Oh, that's really neat. Now I have to save my money for a new gadget. Thanks. :(


----------



## Kiwigeoff (Oct 18, 2007)

Thanks for that Don, what a cool device.


----------



## DonRicklin (Oct 18, 2007)

I don't currently use the Auto shutter for capturing movement. (Haven't ever actually.) 
I use it for candid shots in public where people don't realize I;m pointing and shooting the camera. Also for studio work in odd Tripod situations like vertical shots or High on the tripod.

It is a Fun tool to work with.

Don


----------



## Clicio Barroso (Oct 18, 2007)

Kiwigeoff said:


> Thanks for that Don, what a cool device.




First the link:

http://www.intro2'2'.co.uk/pages/zigview3.htm

Then the question; do you think a sophisticated device like that will work on Nikons, Geoff?
:mrgreen::mrgreen::mrgreen::mrgreen:


----------



## Ian Farlow (Oct 18, 2007)

DonRicklin said:


> I don't currently use the Auto shutter for capturing movement. (Haven't ever actually.)
> I use it for candid shots in public where people don't realize I;m pointing and shooting the camera. Also for studio work in odd Tripod situations like vertical shots or High on the tripod.
> 
> It is a Fun tool to work with.
> ...



If I may ask, how much did it cost?


----------



## Kiwigeoff (Oct 18, 2007)

Clicio Barroso said:


> First the link:
> 
> http://www.intro2'2'.co.uk/pages/zigview3.htm
> 
> ...



Nah, it is for Pentax and Canon only, us Nikon users have eyes even in the back of our heads
:shock:8):roll:


----------



## DonRicklin (Oct 18, 2007)

Ian Farlow said:


> If I may ask, how much did it cost?


Actually, don't quite remember. Had it a while.

B&H page: Zigview R

It comes with eyepiece adaptors for many cameras. Also other accessories.

Don


----------



## Clicio Barroso (Oct 18, 2007)

Kiwigeoff said:


> Nah, it is for Pentax and Canon only, us Nikon users have eyes even in the back of our heads



Well, that's good news!
Now if you only open them eyes just for a moment, you surely would rush to the shop and buy some Canons!

:shock::shock::shock:


----------



## Ian Farlow (Oct 18, 2007)

DonRicklin;125' said:
			
		

> Actually, don't quite remember. Had it a while.
> 
> B&H page: Zigview R
> 
> ...



Well, dang. I checked the manufacturer website and it didn't list B&H as a distributor, so I didn't bother to check. That'll teach me!
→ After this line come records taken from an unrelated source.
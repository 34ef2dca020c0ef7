pub(crate) mod anim;
pub(crate) mod keyframe;
pub(crate) mod sensor;
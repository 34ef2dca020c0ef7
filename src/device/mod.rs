pub(crate) mod render;
pub(crate) mod strip;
Thanks for the link. Looks like a worthwhile addition to my gadget collection.


----------



## DonRicklin (Oct 18, 2007)

Not much that B&H doesn't carry. And free shipping for NAPP members. I just ordered a new 2GHz MacBook I'll have tomorrow to replace this dying one.


Don


----------



## Ian Farlow (Oct 18, 2007)

Nice. Get the black one?


----------



## DonRicklin (Oct 18, 2007)

Ian Farlow said:


> Nice. Get the black one?


No, White, like the current one. The change will be less apparent.



Don


----------



## Ian Farlow (Oct 18, 2007)

Makes spending money so much easier when you can fool yourself, huh? 

I went with the black one, because once again, I am that "fool and his money" that so many people talk about.


----------



## Clicio Barroso (Oct 18, 2007)

DonRicklin said:


> I just ordered a new 2GHz MacBook I'll have tomorrow to replace this dying one.
> Don



Don,

I wish you like it. 
I have just bought one and I am loving every minute of our relationship; it is fast, reliable, sleek and sexy. And you can take it to bed!


----------



## DonRicklin (Oct 18, 2007)

NO more like so the Wife doesn't notice!



Don


----------



## Ian Farlow (Oct 18, 2007)

DonRicklin said:


> NO more like so the Wife doesn't notice!
> 
> 
> 
> Don



Ah... message received!


----------



## DonRicklin (Oct 18, 2007)

Clicio Barroso said:


> Don,
> 
> I wish you like it.
> I have just bought one and I am loving every minute of our relationship; it is fast, reliable, sleek and sexy. And you can take it to bed!


Check my sig, I have one already, though slightly slower. But I dropped it! Will make lovel spare parts. Like the Battery and Charger!

:(

Don


----------



## Clicio Barroso (Oct 18, 2007)

DonRicklin said:


> But I dropped it! Will make lovely spare parts.



Yes, I've heard elsewhere you dropped it, Don.
I had one or two drops with and old g4 I had, but not so serious as yours.
Sold it in one piece!


----------